Crema fritta
| Crema fritta | |
|---|---|
| Origini | |
| Altri nomi | cremino fritto, cremini |
| Luogo d'origine | |
| Regioni | Emilia-Romagna Marche Veneto |
| Dettagli | |
| Categoria | dolce |
| Ingredienti principali | latte, amido di mais (o farina), uova, zucchero semolato, scorza di limone |
La crema fritta (anche cremino fritto o cremini) è un dolce tradizionale della cucina italiana, diffuso in diverse regioni, in particolare nelle Marche[1], in Emilia-Romagna e in Veneto[2]. Consiste in cubetti o rombi di crema pasticcera soda, raffreddata e poi fritta, solitamente servita come dessert o come componente dolce del fritto misto all'italiana.
Varianti regionali
- In Emilia-Romagna e nelle Marche, la crema fritta è spesso servita come parte del fritto misto alla bolognese e alla marchigiana, che comprende olive all'ascolana, carne e verdure fritte[1]. È caratterizzata da una doppia impanatura (con farina, uova e pangrattato), e dalla sua forma quadrata o romboidale.

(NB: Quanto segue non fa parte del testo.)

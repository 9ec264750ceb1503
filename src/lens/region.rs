use crate::lens::geometry::{MagnifierState, ScreenRect};
use crate::lens::messages::Effect;
use crate::lens::source::source_effects;

/// Elliptic clip region in window-local coordinates, `right`/`bottom`
/// exclusive, matching what the window system expects for a circular mask.
#[derive(Debug, Clone, Copy, PartialEq, Eq)]
pub struct EllipseRegion {
    pub left: i32,
    pub top: i32,
    pub right: i32,
    pub bottom: i32,
}

impl EllipseRegion {
    pub fn circle(inset: i32, diameter: i32) -> Self {
        Self {
            left: inset,
            top: inset,
            right: diameter - inset,
            bottom: diameter - inset,
        }
    }
}

/// Everything the host window and display surface need for one diameter.
#[derive(Debug, Clone, Copy, PartialEq, Eq)]
pub struct SizeLayout {
    pub host_bounds: ScreenRect,
    pub host_clip: EllipseRegion,
    /// Display surface bounds relative to the host client area.
    pub display_bounds: ScreenRect,
    pub display_clip: Option<EllipseRegion>,
}

/// Border inset that still leaves a visible display surface.
pub fn effective_inset(diameter: i32, border_width: i32) -> i32 {
    border_width.clamp(0, (diameter / 2 - 1).max(0))
}

pub fn compute_layout(state: &MagnifierState) -> SizeLayout {
    let diameter = state.diameter();
    let host_bounds = state.host_bounds();
    let host_clip = EllipseRegion::circle(0, diameter);

    let inset = if state.show_border {
        effective_inset(diameter, state.border_width())
    } else {
        0
    };

    if inset == 0 {
        return SizeLayout {
            host_bounds,
            host_clip,
            display_bounds: ScreenRect::new(0, 0, diameter, diameter),
            display_clip: None,
        };
    }

    let inner = diameter - 2 * inset;
    SizeLayout {
        host_bounds,
        host_clip,
        display_bounds: ScreenRect::new(inset, inset, inner, inner),
        // The display surface clips in its own coordinates.
        display_clip: Some(EllipseRegion::circle(0, inner)),
    }
}

/// Re-clamps the diameter and produces the full resize block: host bounds,
/// host clip, display surface bounds and clip, the source block, and a
/// border repaint, in that order.
pub fn size_effects(state: &mut MagnifierState) -> Vec<Effect> {
    let diameter = state.set_diameter(state.diameter());
    let layout = compute_layout(state);
    tracing::debug!(diameter, ?layout, "recomputed lens layout");

    let mut effects = vec![
        Effect::SetHostBounds {
            bounds: layout.host_bounds,
        },
        Effect::SetHostClip {
            clip: layout.host_clip,
        },
        Effect::SetDisplayBounds {
            bounds: layout.display_bounds,
        },
        Effect::SetDisplayClip {
            clip: layout.display_clip,
        },
    ];
    effects.extend(source_effects(state));
    effects.push(Effect::RepaintBorder);
    effects
}

#[cfg(test)]
mod tests {
    use super::*;
    use crate::lens::geometry::{ScreenMetrics, ScreenPoint};

    fn state() -> MagnifierState {
        MagnifierState::new(ScreenMetrics::new(1920, 1080), 4)
    }

    #[test]
    fn bordered_layout_insets_display_surface() {
        let mut state = state();
        state.position = ScreenPoint::new(100, 50);
        let layout = compute_layout(&state);

        assert_eq!(layout.host_bounds, ScreenRect::new(100, 50, 270, 270));
        assert_eq!(layout.host_clip, EllipseRegion::circle(0, 270));
        assert_eq!(layout.display_bounds, ScreenRect::new(4, 4, 262, 262));
        assert_eq!(layout.display_clip, Some(EllipseRegion::circle(0, 262)));
    }

    #[test]
    fn borderless_layout_fills_host() {
        let mut state = state();
        state.show_border = false;
        let layout = compute_layout(&state);

        assert_eq!(layout.display_bounds, ScreenRect::new(0, 0, 270, 270));
        assert_eq!(layout.display_clip, None);
    }

    #[test]
    fn oversized_border_never_swallows_display() {
        assert_eq!(effective_inset(10, 40), 4);
        assert_eq!(effective_inset(1, 40), 0);
        assert_eq!(effective_inset(270, -3), 0);
    }

    #[test]
    fn size_effects_are_ordered_and_end_with_repaint() {
        let mut state = state();
        state.grow_diameter();
        let effects = size_effects(&mut state);

        assert!(matches!(
            effects[0],
            Effect::SetHostBounds { bounds } if bounds.width == 405 && bounds.height == 405
        ));
        assert!(matches!(effects[1], Effect::SetHostClip { clip } if clip == EllipseRegion::circle(0, 405)));
        assert!(matches!(effects[2], Effect::SetDisplayBounds { .. }));
        assert!(matches!(effects[3], Effect::SetDisplayClip { .. }));
        assert!(matches!(effects[4], Effect::SetSourceRect { .. }));
        assert_eq!(effects[5], Effect::AssertTopmost);
        assert_eq!(effects.last(), Some(&Effect::RepaintBorder));
    }

    #[test]
    fn resize_keeps_top_left() {
        let mut state = state();
        state.position = ScreenPoint::new(300, 200);
        state.grow_diameter();
        let effects = size_effects(&mut state);
        assert_eq!(
            effects[0],
            Effect::SetHostBounds {
                bounds: ScreenRect::new(300, 200, 405, 405)
            }
        );
    }
}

- In Veneto (dov'è anche conosciuta come “il rombo del Doge”[2]), viene preparata da ottobre a giugno, e in particolare nel periodo di Carnevale. Viene consumato come dolce di fine pasto o merenda, e può essere acquistato in pezzi singoli o in coni da passeggio. A differenza della versione bolognese e marchigiana, la crema fritta alla veneziana ha un'impanatura più leggera, spesso senza pangrattato, e viene servita a forma di quadratini o piccoli bocconcini realizzati anche in forma rotonda.
Note
- ^ a b La Crema fritta, su letsmarche.it.
- ^ a b Germana Cabrelle, L'antica crema fritta di Chioggia, su La Cucina Italiana, 24 febbraio 2022. URL consultato il 4 luglio 2025.